Background: Philadelphia chromosome–positive acute lymphoblastic leukemia (Ph + ALL) accounts for 20–30 % of adult ALL and carries the worst genetic prognosis despite imatinib-based regimens. Second-generation BCR-ABL1 tyrosine-kinase inhibitors (2G-TKIs; dasatinib, nilotinib, bosutinib) achieve deeper kinase inhibition and superior central-nervous-system penetration, yet their incremental benefit over imatinib in modern adult practice remains uncertain because head-to-head phase-3 trials are lacking. Thus, we emulated a randomized trial to compare overall survival (OS) and toxicity of frontline 2G-TKI versus imatinib in newly diagnosed adult Ph + ALL. Secondary objectives included detailed characterization of adverse-event profiles and validation of findings with falsification (negative-control) outcomes.

Methods: TriNetX Research Network (157 M patients) was queried for adults (≥18 y) with incident Ph + ALL (ICD-10 C91.0 plus BCR-ABL1 code) from January 2014–February 2025. Patients initiating a TKI within 90 d of diagnosis were eligible; those with prior TKI use, pre-TKI transplantation, missing chemotherapy, or <30 d follow-up were excluded. A prespecified target-trial framework was applied. Propensity scores derived from demographics, comorbidities, BMI, and baseline laboratories enabled 1:1 nearest-neighbour matching (caliper 0.1) of imatinib and 2G-TKI recipients. Primary endpoint was 5-year OS (robust Cox models). Secondary endpoints including grade ≥3 cytopenias, thromboembolism, neuropathy, metabolic and gastrointestinal toxicities, and transplantation were compared with modified Poisson regression. Sensitivity analyses used an on-treatment cohort (≥12 administrations in 6 mo) and a U.S.-only subset. Gout, nephrolithiasis, and cholelithiasis served as negative-control outcomes.

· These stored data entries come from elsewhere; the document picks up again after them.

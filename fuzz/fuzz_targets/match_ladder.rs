// Copyright 2025-present Harīṣh Tummalachērla
// SPDX-License-Identifier: Apache-2.0

//! Fuzz target for the match ladder.
//!
//! Every verdict the ladder returns must be re-derivable from plain string
//! operations on the same input. If the ladder says "prefix", the normalized
//! value had better start with the normalized term.

#![no_main]

use arbitrary::Arbitrary;
use libfuzzer_sys::fuzz_target;
use tabula::{matches_term_with, normalize, MatchConfig, MatchStrategy};

#[derive(Debug, Arbitrary)]
struct LadderInput {
    value: String,
    term: String,
    /// Threshold in hundredths, folded into [0.5, 1.0]
    threshold: u8,
    min_word_len: u8,
}

fuzz_target!(|input: LadderInput| {
    // Cap lengths to avoid timeouts in the O(nm) rungs
    let value: String = input.value.chars().take(200).collect();
    let term: String = input.term.chars().take(50).collect();

    let config = MatchConfig::default()
        .with_threshold(0.5 + f64::from(input.threshold % 51) / 100.0)
        .with_min_word_len(usize::from(input.min_word_len % 8));

    let result = matches_term_with(&value, &term, &config);
    let raw = term.trim();
    let (nv, nt) = (normalize(&value), normalize(&term));

    // INVARIANT 1: matched iff a strategy is reported
    assert_eq!(result.matched, result.strategy.is_some());

    // INVARIANT 2: the reported rung holds
    match result.strategy {
        Some(MatchStrategy::Empty) => assert!(raw.is_empty()),
        Some(MatchStrategy::Exact) => assert!(value.contains(raw)),
        Some(MatchStrategy::Normalized) => assert_eq!(nv, nt),
        Some(MatchStrategy::Prefix) => assert!(nv.starts_with(&nt)),
        Some(MatchStrategy::Suffix) => assert!(nv.ends_with(&nt)),
        Some(MatchStrategy::Substring) => assert!(nv.contains(&nt)),
        Some(MatchStrategy::FuzzyWhole) | Some(MatchStrategy::FuzzyWord) => {
            assert!(!nt.is_empty() && !nv.contains(&nt))
        }
        None => assert!(!raw.is_empty()),
    }

    // INVARIANT 3: spans index the text the rung compared
    if let (Some(span), Some(strategy)) = (result.matched_span, result.strategy) {
        let source = if strategy == MatchStrategy::Exact { value.as_str() } else { nv.as_str() };
        assert!(span.start <= span.end && span.end <= source.len());
        assert!(source.is_char_boundary(span.start) && source.is_char_boundary(span.end));
    }

    // INVARIANT 4: a value always matches itself
    assert!(matches_term_with(&value, &value, &config).matched);
});
// Copyright 2025-present Harīṣh Tummalachērla
// SPDX-License-Identifier: Apache-2.0

//! The building blocks of a record query.
//!
//! These types define how records, field values, match outcomes and views fit
//! together. The engine never owns the caller's records: stages take `&[R]` and
//! hand back references, so a view is always a window onto the caller's data.
//!
//! | Rust Type      | Purpose                                            |
//! |----------------|----------------------------------------------------|
//! | `Value`        | A scalar field value (text, number, bool, date)    |
//! | `Record`       | Named-field access, the only thing the engine needs|
//! | `MapRecord`    | Ordered field map, what the JSON loader produces   |
//! | `RecordSet`    | A collection whose schema was checked once         |
//! | `MatchResult`  | Which ladder rung matched, and where               |
//! | `Segment`      | One run of highlighted or plain text               |
//! | `ViewResult`   | The page handed back to the caller                 |
//!
//! # Invariants
//!
//! - **RecordSet**: every record has the same field set as the first one.
//!   Checked in `RecordSet::new`, never again.
//!
//! - **Span**: `start <= end`. For `MatchStrategy::Exact` the offsets index the
//!   raw field value; for every other strategy they index the normalized value.

use std::borrow::Cow;
use std::cmp::Ordering;
use std::collections::BTreeMap;
use std::fmt;

use chrono::{DateTime, Local, NaiveDate, NaiveDateTime};
use serde::{Deserialize, Serialize};

use crate::error::QueryError;

// =============================================================================
// VALUES
// =============================================================================

/// A scalar field value.
///
/// Dates are local wall-clock instants. Ordering between values of the same
/// variant is the natural ordering of that type; see [`Value::compare`].
#[derive(Debug, Clone, PartialEq, Serialize, Deserialize)]
#[serde(untagged)]
pub enum Value {
    Bool(bool),
    Number(f64),
    Date(NaiveDateTime),
    Text(String),
}

impl Value {
    /// Text the search and export stages see for this value.
    pub fn display(&self) -> Cow<'_, str> {
        match self {
            Value::Text(s) => Cow::Borrowed(s.as_str()),
            Value::Number(n) => Cow::Owned(format_number(*n)),
            Value::Bool(b) => Cow::Borrowed(if *b { "true" } else { "false" }),
            Value::Date(d) => Cow::Owned(d.format("%Y-%m-%dT%H:%M:%S").to_string()),
        }
    }

    /// Borrow the text if this is a `Text` value.
    pub fn as_text(&self) -> Option<&str> {
        match self {
            Value::Text(s) => Some(s),
            _ => None,
        }
    }

    /// Coerce to a local instant.
    ///
    /// `Date` values pass through. Text is accepted in the shapes the
    /// dashboards produce: RFC 3339 (converted to local time), naive ISO-8601
    /// date-times with or without fractional seconds, and bare dates (taken
    /// as local midnight).
    pub fn as_datetime(&self) -> Option<NaiveDateTime> {
        match self {
            Value::Date(d) => Some(*d),
            Value::Text(s) => parse_datetime(s),
            _ => None,
        }
    }

    /// Type-aware comparison.
    ///
    /// `Date` values and text that parses as a date share one temporal class
    /// and compare by instant, so a column mixing the two orders consistently.
    /// Other variants compare naturally within their own class. Across classes
    /// the order is Bool < Number < temporal < Text, which keeps the ordering
    /// total.
    pub fn compare(&self, other: &Value) -> Ordering {
        self.sort_key().order(&other.sort_key())
    }

    /// Parse date-like text into `Date`, leaving everything else as is.
    ///
    /// Equivalent under [`Value::compare`]; lets a sort parse each key once.
    pub fn resolve_temporal(self) -> Value {
        match self {
            Value::Text(s) => match parse_datetime(&s) {
                Some(d) => Value::Date(d),
                None => Value::Text(s),
            },
            other => other,
        }
    }

    fn sort_key(&self) -> SortKey<'_> {
        match self {
            Value::Bool(b) => SortKey::Bool(*b),
            Value::Number(n) => SortKey::Number(*n),
            Value::Date(d) => SortKey::Instant(*d),
            Value::Text(s) => parse_datetime(s).map_or(SortKey::Text(s), SortKey::Instant),
        }
    }
}

/// What [`Value::compare`] actually orders by.
#[derive(Debug, Clone, Copy)]
enum SortKey<'a> {
    Bool(bool),
    Number(f64),
    Instant(NaiveDateTime),
    Text(&'a str),
}

impl SortKey<'_> {
    fn rank(&self) -> u8 {
        match self {
            SortKey::Bool(_) => 0,
            SortKey::Number(_) => 1,
            SortKey::Instant(_) => 2,
            SortKey::Text(_) => 3,
        }
    }

    fn order(&self, other: &Self) -> Ordering {
        match (self, other) {
            (SortKey::Bool(a), SortKey::Bool(b)) => a.cmp(b),
            (SortKey::Number(a), SortKey::Number(b)) => a.total_cmp(b),
            (SortKey::Instant(a), SortKey::Instant(b)) => a.cmp(b),
            (SortKey::Text(a), SortKey::Text(b)) => a.cmp(b),
            _ => self.rank().cmp(&other.rank()),
        }
    }
}

impl fmt::Display for Value {
    fn fmt(&self, f: &mut fmt::Formatter<'_>) -> fmt::Result {
        f.write_str(&self.display())
    }
}

impl From<&str> for Value {
    fn from(s: &str) -> Self {
        Value::Text(s.to_string())
    }
}

impl From<String> for Value {
    fn from(s: String) -> Self {
        Value::Text(s)
    }
}

impl From<f64> for Value {
    fn from(n: f64) -> Self {
        Value::Number(n)
    }
}

impl From<i64> for Value {
    fn from(n: i64) -> Self {
        Value::Number(n as f64)
    }
}

impl From<bool> for Value {
    fn from(b: bool) -> Self {
        Value::Bool(b)
    }
}

impl From<NaiveDateTime> for Value {
    fn from(d: NaiveDateTime) -> Self {
        Value::Date(d)
    }
}

/// Integers print without a trailing `.0`, matching how the dashboards show ids
/// and counts.
fn format_number(n: f64) -> String {
    if n.fract() == 0.0 && n.abs() < 1e15 {
        format!("{}", n as i64)
    } else {
        format!("{}", n)
    }
}

/// Parse the date shapes accepted by [`Value::as_datetime`].
pub fn parse_datetime(s: &str) -> Option<NaiveDateTime> {
    let s = s.trim();
    // Every accepted shape starts with the year
    if !s.starts_with(|c: char| c.is_ascii_digit()) {
        return None;
    }
    if let Ok(dt) = DateTime::parse_from_rfc3339(s) {
        return Some(dt.with_timezone(&Local).naive_local());
    }
    for fmt in ["%Y-%m-%dT%H:%M:%S%.f", "%Y-%m-%d %H:%M:%S%.f", "%Y-%m-%dT%H:%M"] {
        if let Ok(dt) = NaiveDateTime::parse_from_str(s, fmt) {
            return Some(dt);
        }
    }
    NaiveDate::parse_from_str(s, "%Y-%m-%d")
        .ok()
        .and_then(|d| d.and_hms_opt(0, 0, 0))
}

// =============================================================================
// RECORDS
// =============================================================================

/// Named-field access: everything the engine asks of a record.
///
/// Unknown names return `None`; the stages treat that as "absent" and never
/// fail on it.
pub trait Record {
    /// Look up a field by name.
    fn field(&self, name: &str) -> Option<Cow<'_, Value>>;

    /// Names of every field this record carries, in a stable order.
    fn field_names(&self) -> Vec<&str>;
}

/// A record backed by an ordered field map.
#[derive(Debug, Clone, Default, PartialEq, Serialize, Deserialize)]
#[serde(transparent)]
pub struct MapRecord {
    fields: BTreeMap<String, Value>,
}

impl MapRecord {
    pub fn new() -> Self {
        Self::default()
    }

    /// Builder-style insert.
    pub fn with(mut self, name: impl Into<String>, value: impl Into<Value>) -> Self {
        self.fields.insert(name.into(), value.into());
        self
    }

    pub fn insert(&mut self, name: impl Into<String>, value: impl Into<Value>) {
        self.fields.insert(name.into(), value.into());
    }

    pub fn get(&self, name: &str) -> Option<&Value> {
        self.fields.get(name)
    }

    pub fn len(&self) -> usize {
        self.fields.len()
    }

    pub fn is_empty(&self) -> bool {
        self.fields.is_empty()
    }

    pub fn iter(&self) -> impl Iterator<Item = (&str, &Value)> {
        self.fields.iter().map(|(k, v)| (k.as_str(), v))
    }
}

impl Record for MapRecord {
    fn field(&self, name: &str) -> Option<Cow<'_, Value>> {
        self.fields.get(name).map(Cow::Borrowed)
    }

    fn field_names(&self) -> Vec<&str> {
        self.fields.keys().map(String::as_str).collect()
    }
}

impl<R: Record + ?Sized> Record for &R {
    fn field(&self, name: &str) -> Option<Cow<'_, Value>> {
        (**self).field(name)
    }

    fn field_names(&self) -> Vec<&str> {
        (**self).field_names()
    }
}

/// A record collection whose homogeneous schema has been validated.
#[derive(Debug, Clone)]
pub struct RecordSet<R> {
    records: Vec<R>,
}

impl<R: Record> RecordSet<R> {
    /// Validate that every record carries the same field set as the first.
    pub fn new(records: Vec<R>) -> Result<Self, QueryError> {
        if let Some(first) = records.first() {
            let mut expected: Vec<String> =
                first.field_names().into_iter().map(str::to_string).collect();
            expected.sort();
            for (index, record) in records.iter().enumerate().skip(1) {
                let mut found: Vec<&str> = record.field_names();
                found.sort_unstable();
                if found.len() != expected.len()
                    || found.iter().zip(&expected).any(|(a, b)| *a != b.as_str())
                {
                    return Err(QueryError::SchemaMismatch {
                        index,
                        expected: expected.join(", "),
                        found: found.join(", "),
                    });
                }
            }
        }
        Ok(Self { records })
    }

    pub fn records(&self) -> &[R] {
        &self.records
    }

    pub fn len(&self) -> usize {
        self.records.len()
    }

    pub fn is_empty(&self) -> bool {
        self.records.is_empty()
    }

    pub fn into_inner(self) -> Vec<R> {
        self.records
    }
}

impl<R> std::ops::Deref for RecordSet<R> {
    type Target = [R];

    fn deref(&self) -> &[R] {
        &self.records
    }
}

// =============================================================================
// MATCH OUTCOMES
// =============================================================================

/// Which rung of the match ladder accepted a term.
///
/// Variants are listed in ladder order: cheapest and most specific first.
#[derive(Debug, Clone, Copy, PartialEq, Eq, Hash, PartialOrd, Ord, Serialize, Deserialize)]
#[serde(rename_all = "kebab-case")]
pub enum MatchStrategy {
    /// Vacuous match for an empty term.
    Empty,
    /// Raw term appears byte-for-byte in the raw value.
    Exact,
    /// Normalized value equals normalized term.
    Normalized,
    Prefix,
    Suffix,
    Substring,
    /// Whole normalized value is similar enough to the term.
    FuzzyWhole,
    /// One word of the normalized value is similar enough to the term.
    FuzzyWord,
}

impl MatchStrategy {
    pub fn as_str(self) -> &'static str {
        match self {
            MatchStrategy::Empty => "empty",
            MatchStrategy::Exact => "exact",
            MatchStrategy::Normalized => "normalized",
            MatchStrategy::Prefix => "prefix",
            MatchStrategy::Suffix => "suffix",
            MatchStrategy::Substring => "substring",
            MatchStrategy::FuzzyWhole => "fuzzy-whole",
            MatchStrategy::FuzzyWord => "fuzzy-word",
        }
    }

    /// True for the two edit-distance rungs.
    pub fn is_fuzzy(self) -> bool {
        matches!(self, MatchStrategy::FuzzyWhole | MatchStrategy::FuzzyWord)
    }
}

impl fmt::Display for MatchStrategy {
    fn fmt(&self, f: &mut fmt::Formatter<'_>) -> fmt::Result {
        f.write_str(self.as_str())
    }
}

/// Half-open byte range `[start, end)`.
#[derive(Debug, Clone, Copy, PartialEq, Eq, Hash, Serialize, Deserialize)]
pub struct Span {
    pub start: usize,
    pub end: usize,
}

impl Span {
    pub fn new(start: usize, end: usize) -> Self {
        debug_assert!(start <= end, "span start {} > end {}", start, end);
        Self { start, end }
    }

    pub fn len(&self) -> usize {
        self.end - self.start
    }

    pub fn is_empty(&self) -> bool {
        self.start == self.end
    }
}

/// Outcome of evaluating one term against one field value.
///
/// Ephemeral: recomputed every query, never stored.
#[derive(Debug, Clone, Copy, PartialEq, Serialize)]
#[serde(rename_all = "camelCase")]
pub struct MatchResult {
    pub matched: bool,
    /// Rung that accepted the term; `None` when nothing matched.
    pub strategy: Option<MatchStrategy>,
    #[serde(skip_serializing_if = "Option::is_none")]
    pub matched_span: Option<Span>,
}

impl MatchResult {
    pub fn hit(strategy: MatchStrategy, span: Option<Span>) -> Self {
        Self {
            matched: true,
            strategy: Some(strategy),
            matched_span: span,
        }
    }

    pub fn miss() -> Self {
        Self {
            matched: false,
            strategy: None,
            matched_span: None,
        }
    }
}

/// One run of text in a highlighted rendering.
#[derive(Debug, Clone, PartialEq, Eq, Serialize)]
pub struct Segment<'a> {
    pub text: Cow<'a, str>,
    pub matched: bool,
}

impl<'a> Segment<'a> {
    pub fn plain(text: &'a str) -> Self {
        Self {
            text: Cow::Borrowed(text),
            matched: false,
        }
    }

    pub fn marked(text: &'a str) -> Self {
        Self {
            text: Cow::Borrowed(text),
            matched: true,
        }
    }
}

// =============================================================================
// VIEW
// =============================================================================

/// The page of records handed back to the caller.
///
/// Derived on every descriptor change; the engine keeps no copy.
#[derive(Debug, Clone, PartialEq)]
pub struct ViewResult<'a, R> {
    pub items: Vec<&'a R>,
    /// Records that survived filtering and search, across all pages.
    pub total_count: usize,
    /// Size of the collection before filtering ("filtered from N").
    pub filtered_from: usize,
    /// The page actually served (1-indexed, after clamping malformed input).
    pub page: usize,
    pub page_size: usize,
    pub total_pages: usize,
}

impl<R> ViewResult<'_, R> {
    /// True when filtering or search dropped at least one record.
    pub fn is_filtered(&self) -> bool {
        self.total_count != self.filtered_from
    }

    /// 1-based indices of the first and last item on this page, if any.
    pub fn item_range(&self) -> Option<(usize, usize)> {
        if self.items.is_empty() {
            return None;
        }
        let first = (self.page - 1) * self.page_size + 1;
        Some((first, first + self.items.len() - 1))
    }
}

Results: After 1:1 matching (n=599 per group; median follow-up 1,140 vs 1,129 days), second-generation TKIs improved five-year overall survival to 77.1% versus 67.1% (HR 0.677, 95% CI 0.544 to 0.842; P<0.001). This translates to about 10 more survivors per 100 treated at five years. Findings were consistent in sensitivity analyses: on-treatment HR 0.508 (95% CI 0.361 to 0.716; P<0.001) and U.S.-only HR 0.753 (95% CI 0.594 to 0.955; P=0.022). The benefit was most evident in patients older than 35 years (HR 0.56, 95% CI 0.438 to 0.718); estimates in 18–35 years did not reach significance (HR 1.29, 95% CI 0.699 to 1.899). By agent, dasatinib accounted for the aggregate advantage (HR 0.70, 95% CI 0.572 to 0.865), whereas nilotinib and bosutinib were neutral in small cohorts. Safety trade-offs were expected: per 100 patients treated with a second-generation TKI rather than imatinib, approximately 14 more experienced peripheral neuropathy (RR 2.06, 95% CI 1.62 to 2.63; P<0.001), 8 more had grade 3 or higher thrombocytopenia (RR 1.14, 95% CI 1.04 to 1.25; P=0.006), and 5 more had venous thrombosis (RR 1.23, 95% CI 1.01 to 1.51; P=0.045); nausea or vomiting and hyperglycemia were also more frequent (absolute differences ~7 and ~6 per 100, respectively). Allogeneic transplantation use and central nervous system relapse were similar between groups (transplant RR 0.88, 95% CI 0.74 to 1.04; P=0.121; CNS relapse RR 1.53, 95% CI 0.84 to 2.79; P=0.165). Negative control outcomes were comparable, supporting minimal residual confounding

Conclusion: Frontline second-generation BCR-ABL1 TKIs, predominantly dasatinib, deliver a clinically meaningful five-year survival advantage over imatinib in real-world adult Ph+ ALL without increasing treatment-related mortality. The benefit is concentrated in adults older than 35 years, whereas estimates in 18–35 years are not significant, supporting age-informed TKI selection. Transplant use and CNS relapse are similar between groups, and falsification outcomes are neutral, strengthening causal confidence. In practice, second-generation TKIs should be the preferred initial therapy, with agent choice often favoring dasatinib when appropriate and proactive monitoring for peripheral neuropathy, thrombocytopenia, venous thrombosis, gastrointestinal intolerance, and hyperglycemia. These data provide a benchmark for MRD-adapted, chemotherapy-sparing strategies that incorporate blinatumomab and inform integration of third-generation TKIs in modern sequencing.